Assessing Kokkos Performance on Selected Architectures

  • Chang PhuongEmail author
  • Noman Saied
  • Craig Tanis
Conference paper
Part of the Communications in Computer and Information Science book series (CCIS, volume 1087)


Performance Portability frameworks allow developers to write code for familiar High-Performance Computing (HPC) architecture and minimize development effort over time to port it to other HPC architectures with little to no loss of performance. In our research, we conducted experiments with the same codebase on a Serial, OpenMP, and CUDA execution and memory space and compared it to the Kokkos Performance Portability framework.
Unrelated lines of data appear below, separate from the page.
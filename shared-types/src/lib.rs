//! Shared types between the panel dashboard and its realtime backend
//!
//! These types are used by both:
//! - the realtime client (`panel-realtime`)
//! - the backend that serves `/ws` and the console history endpoint
//!
//! Serializable with serde for JSON over WebSocket/HTTP

use chrono::{DateTime, Utc};
use serde::{Deserialize, Serialize};

// ============================================================================
// Console
// ============================================================================

/// Which stream a console line was written to
#[derive(Debug, Clone, Copy, Serialize, Deserialize, PartialEq, Eq, Hash, Default)]
#[serde(rename_all = "lowercase")]
pub enum ConsoleStream {
    #[default]
    Stdout,
    Stderr,
    /// Lines produced by the panel daemon itself (install steps, power actions)
    System,
    /// Commands typed by an operator
    Stdin,
}

impl ConsoleStream {
    /// Parse the wire name of a stream. Unknown names return `None`.
    pub fn from_wire(value: &str) -> Option<Self> {
        match value {
            "stdout" => Some(Self::Stdout),
            "stderr" => Some(Self::Stderr),
            "system" => Some(Self::System),
            "stdin" => Some(Self::Stdin),
            _ => None,
        }
    }

    pub fn as_str(&self) -> &'static str {
        match self {
            Self::Stdout => "stdout",
            Self::Stderr => "stderr",
            Self::System => "system",
            Self::Stdin => "stdin",
        }
    }
}

impl std::fmt::Display for ConsoleStream {
    fn fmt(&self, f: &mut std::fmt::Formatter<'_>) -> std::fmt::Result {
        f.write_str(self.as_str())
    }
}

/// One line returned by the console history endpoint
#[derive(Debug, Clone, Serialize, Deserialize, PartialEq)]
pub struct HistoricalLine {
    #[serde(default)]
    pub stream: ConsoleStream,
    #[serde(alias = "data", alias = "line")]
    pub text: String,
    #[serde(default, skip_serializing_if = "Option::is_none")]
    pub timestamp: Option<DateTime<Utc>>,
}

impl HistoricalLine {
    pub fn new(stream: ConsoleStream, text: impl Into<String>) -> Self {
        Self {
            stream,
            text: text.into(),
            timestamp: None,
        }
    }
}

// ============================================================================
// Server State
// ============================================================================

/// Lifecycle state reported for a game server
#[derive(Debug, Clone, Serialize, Deserialize, PartialEq, Eq)]
#[serde(rename_all = "snake_case")]
pub enum ServerState {
    Offline,
    Installing,
    Starting,
    Running,
    Stopping,
    Crashed,
    /// A state name this client does not know yet
    Other(String),
}

impl ServerState {
    pub fn from_wire(value: &str) -> Self {
        match value {
            "offline" | "stopped" => Self::Offline,
            "installing" => Self::Installing,
            "starting" => Self::Starting,
            "running" | "online" => Self::Running,
            "stopping" => Self::Stopping,
            "crashed" => Self::Crashed,
            other => Self::Other(other.to_string()),
        }
    }

    pub fn is_running(&self) -> bool {
        matches!(self, Self::Running)
    }
}

// ============================================================================
// Metrics
// ============================================================================

/// Latest resource usage sample for one server
#[derive(Debug, Clone, Serialize, Deserialize, PartialEq)]
#[serde(rename_all = "camelCase")]
pub struct MetricSample {
    pub cpu_percent: f64,
    pub memory_usage_mb: f64,
    pub disk_usage_mb: f64,
    pub network_rx_bytes: u64,
    pub network_tx_bytes: u64,
    pub observed_at: DateTime<Utc>,
}

/// Resources allocated to a server by the panel.
///
/// `None` means the allocation is unknown; `Some(0)` is treated the same way
/// by anything deriving percentages from it.
#[derive(Debug, Clone, Default, Serialize, Deserialize, PartialEq)]
#[serde(rename_all = "camelCase")]
pub struct ServerAllocation {
    pub memory_mb: Option<u64>,
    pub disk_mb: Option<u64>,
    /// CPU limit in percent of one core (200 = two cores)
    pub cpu_limit_percent: Option<f64>,
}

// ============================================================================
// Operations
// ============================================================================

/// Outcome of an out-of-band operation reported over the realtime channel
#[derive(Debug, Clone, Serialize, Deserialize, PartialEq)]
pub struct OperationResult {
    pub operation: String,
    pub success: bool,
    #[serde(default, skip_serializing_if = "Option::is_none")]
    pub message: Option<String>,
}

// ============================================================================
// Client → Server Frames
// ============================================================================

/// Frames the realtime client sends to the backend
#[derive(Debug, Clone, Serialize, Deserialize, PartialEq, Eq)]
#[serde(tag = "type", rename_all = "snake_case")]
pub enum OutboundFrame {
    Subscribe {
        #[serde(rename = "serverId")]
        server_id: String,
    },
    Unsubscribe {
        #[serde(rename = "serverId")]
        server_id: String,
    },
    ConsoleCommand {
        #[serde(rename = "serverId")]
        server_id: String,
        command: String,
    },
    Ping,
}

impl OutboundFrame {
    pub fn subscribe(server_id: impl Into<String>) -> Self {
        Self::Subscribe {
            server_id: server_id.into(),
        }
    }

    pub fn unsubscribe(server_id: impl Into<String>) -> Self {
        Self::Unsubscribe {
            server_id: server_id.into(),
        }
    }

    pub fn console_command(server_id: impl Into<String>, command: impl Into<String>) -> Self {
        Self::ConsoleCommand {
            server_id: server_id.into(),
            command: command.into(),
        }
    }

    pub fn to_json(&self) -> String {
        serde_json::to_string(self).unwrap_or_default()
    }
}

// ============================================================================
// Constants
// ============================================================================

/// Inbound frame types
pub const FRAME_CONSOLE_OUTPUT: &str = "console_output";
pub const FRAME_SERVER_STATE: &str = "server_state";
pub const FRAME_SERVER_STATE_UPDATE: &str = "server_state_update";
pub const FRAME_RESOURCE_STATS: &str = "resource_stats";
pub const FRAME_OPERATION_RESULT: &str = "operation_result";
pub const FRAME_COMMAND_RESULT: &str = "command_result";
pub const FRAME_PONG: &str = "pong";
pub const FRAME_CONNECTED: &str = "connected";
pub const FRAME_ERROR: &str = "error";

// ============================================================================
// Tests
// ============================================================================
We assessed how well these approaches meet the goals of Performance Portability by solving a thermal conduction model on a 2D plate on multiple architectures (NVIDIA (K20, P100, V100, XAVIER), Intel Xeon, IBM Power 9, ARM64) and collected execution times (wall-clock) and performance counters with perf and nvprof for analysis. We used the Serial model to determine a baseline and to confirm that the model converges on both the native and Kokkos code. The OpenMP and CUDA models were used to analyze the parallelization strategy as compared to the Kokkos framework for the same execution and memory spaces.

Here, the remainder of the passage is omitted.